Quelles que soient d'ailleurs leurs infirmités personnelles, si ce
n'était pour ce seul motif, on les supporterait, et le monde
aimerait ce qui serait à lui. Ils sont persécutés, parce qu'ils
sont pauvres en esprit, c'est-à-dire, comme le dit le monde :
« des gens pauvres d'esprit, à l'âme basse et lâche, qui ne
sont bons à rien et ne sont pas faits pour vivre dans le monde ».
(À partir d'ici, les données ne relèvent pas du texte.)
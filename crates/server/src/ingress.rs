use std::sync::Arc;
use std::time::Instant;

use axum::extract::State;
use axum::http::StatusCode;
use axum::routing::{get, post};
use axum::{Json, Router};
use relay_webex::conversation::ConversationStore;
use relay_webex::runner::EventRunner;
use relay_webex::webhooks::{EventHydrator, WebhookNotification};
use serde::Serialize;
use tracing::{debug, info, warn};
use uuid::Uuid;

#[derive(Clone)]
pub struct IngressState {
    pub hydrator: Arc<EventHydrator>,
    pub runner: EventRunner,
    pub conversations: Arc<ConversationStore>,
    pub service: String,
    pub started_at: Instant,
}

#[derive(Clone, Debug, PartialEq, Eq, Serialize)]
pub struct HealthResponse {
    pub status: &'static str,
    pub service: String,
    pub active_senders: usize,
    pub pending_chains: usize,
    pub uptime_secs: u64,
}

pub fn router(state: IngressState, webhook_path: &str) -> Router {
    Router::new()
        .route(webhook_path, post(receive_webhook))
        .route("/health", get(health))
        .with_state(state)
}

/// Queues the notification under its sender straight away. Fetching the
/// content and dispatching happen in that sender's worker, after the response
/// is sent.
pub async fn receive_webhook(
    State(state): State<IngressState>,
    Json(notification): Json<WebhookNotification>,
) -> StatusCode {
    let correlation_id = Uuid::new_v4();
    info!(
        event_name = "ingress.webex.notification_received",
        correlation_id = %correlation_id,
        resource = %notification.resource,
        event = %notification.event,
        "webhook notification received"
    );

    if !state.hydrator.accepts(&notification) {
        debug!(
            event_name = "ingress.webex.notification_ignored",
            correlation_id = %correlation_id,
            resource = %notification.resource,
            "notification does not carry a dispatchable event"
        );
        return StatusCode::OK;
    }

    let occurrence_id = notification.occurrence_id();
    let sender_id = notification.sender_key();
    match state.runner.submit_notification(notification) {
        Ok(()) => {
            debug!(
                event_name = "ingress.webex.event_queued",
                correlation_id = %occurrence_id,
                sender_id = %sender_id,
                "notification queued for its sender"
            );
            StatusCode::ACCEPTED
        }
        Err(error) => {
            warn!(
                event_name = "ingress.webex.event_rejected",
                correlation_id = %occurrence_id,
                sender_id = %sender_id,
                error = %error,
                "event runner refused the notification"
            );
            StatusCode::SERVICE_UNAVAILABLE
        }
    }
}

pub async fn health(State(state): State<IngressState>) -> (StatusCode, Json<HealthResponse>) {
    let payload = HealthResponse {
        status: "ready",
        service: state.service.clone(),
        active_senders: state.runner.active_senders(),
        pending_chains: state.conversations.len(),
        uptime_secs: state.started_at.elapsed().as_secs(),
    };
    (StatusCode::OK, Json(payload))
}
— Parce qu'ils sont dans l'affliction : « ce sont des
créatures si lourdes, si tristes, si ennuyeuses ! Il suffit de
les voir pour avoir l'esprit tout assombri. Ce sont de véritables
têtes de mort ; ils proscrivent toute joie, même innocente, et
troublent toute compagnie où ils entrent ». — Parce qu'ils
sont débonnaires : « des fous sans énergie, qui ne sont
bons qu'à se laisser molester, fouler aux pieds ». — Parce
qu'ils ont faim et soif de la justice : « une poignée
d'enthousiastes à tête chaude, courant, bouche béante, après ils
ne savent quoi, ne pouvant se contenter d'une religion raisonnable,
mais se rendant fous à la poursuite des extases et des sensations
intérieures ». — Parce qu'ils sont miséricordieux, amis de
tous les hommes, amis même des méchants et des ingrats :
« Encourageant toute espèce de méchanceté et même induisant
les gens à faire du mal par l'espérance de l'impunité ; des
hommes qui, il y a lieu de le craindre, sont encore, malgré toutes
leurs prétentions, sans règle religieuse, étant très relâchés
dans leurs principes ». — Parce qu'ils ont le cœur pur :
« des créatures sans charité, qui damnent tout le monde,
excepté ceux de leur espèce ! Misérables blasphémateurs qui
veulent faire Dieu menteur, en prétendant vivre sans péché ! »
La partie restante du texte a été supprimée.